If the set $\displaystyle P = \{x : f(x) \gt 0\} = \bigcup P_n$ is of positive measure, then there is an $\displaystyle n$ for which $\displaystyle m(P_n) \gt 0$. Now if $\displaystyle P_n$ is unbounded, there is some $\displaystyle M$ for which $\displaystyle m(P_n \cap [M, M+1]) \gt 0$. Call that set $\displaystyle A$.

Notice that $\displaystyle \int_{A} f \ge \frac{m(A)}{n} \gt 0$.

Now give an integer $\displaystyle k \gt 0$, there is an open set $\displaystyle G_k \supset A$ such that $\displaystyle m(G_k-A) \lt \frac{1}{k}$.

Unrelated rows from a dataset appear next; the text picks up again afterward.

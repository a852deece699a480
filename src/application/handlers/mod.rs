//! Application handlers.
//!
//! Command and query handlers that orchestrate domain operations.

pub mod enrollment;
pub mod lesson;
pub(crate) mod support;

pub use enrollment::*;
pub use lesson::*;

Note that we can choose the $\displaystyle G_i$ such that $\displaystyle G_1 \supset G_2 \supset G_3 \supset \dots$, by taking $\displaystyle G'_k = \bigcap_{i = 1}^{k} G_i$.

Now the sequence of sets $\displaystyle A_k = G'_k -A$ satisfies the conditions of the above lemma,

we also have

$$\int_{G'_k} f = \int_{A} f + \int_{A_k} f$$

Now since $\displaystyle G'_{k}$ is a countable union of intervals, we have that $\displaystyle \int_{G'_k} f = 0$, since over every interval, the integral of $\displaystyle f$ is $\displaystyle 0$.

Thus

$$\int_{A} f + \int_{A_k} f = 0$$

Taking limits, and applying above lemma, we get

$$\int_{A} f = 0$$

A contradiction. Similarly, we can show that negative set of $\displaystyle f$ is of measure $\displaystyle 0$ (or just consider $\displaystyle -f$).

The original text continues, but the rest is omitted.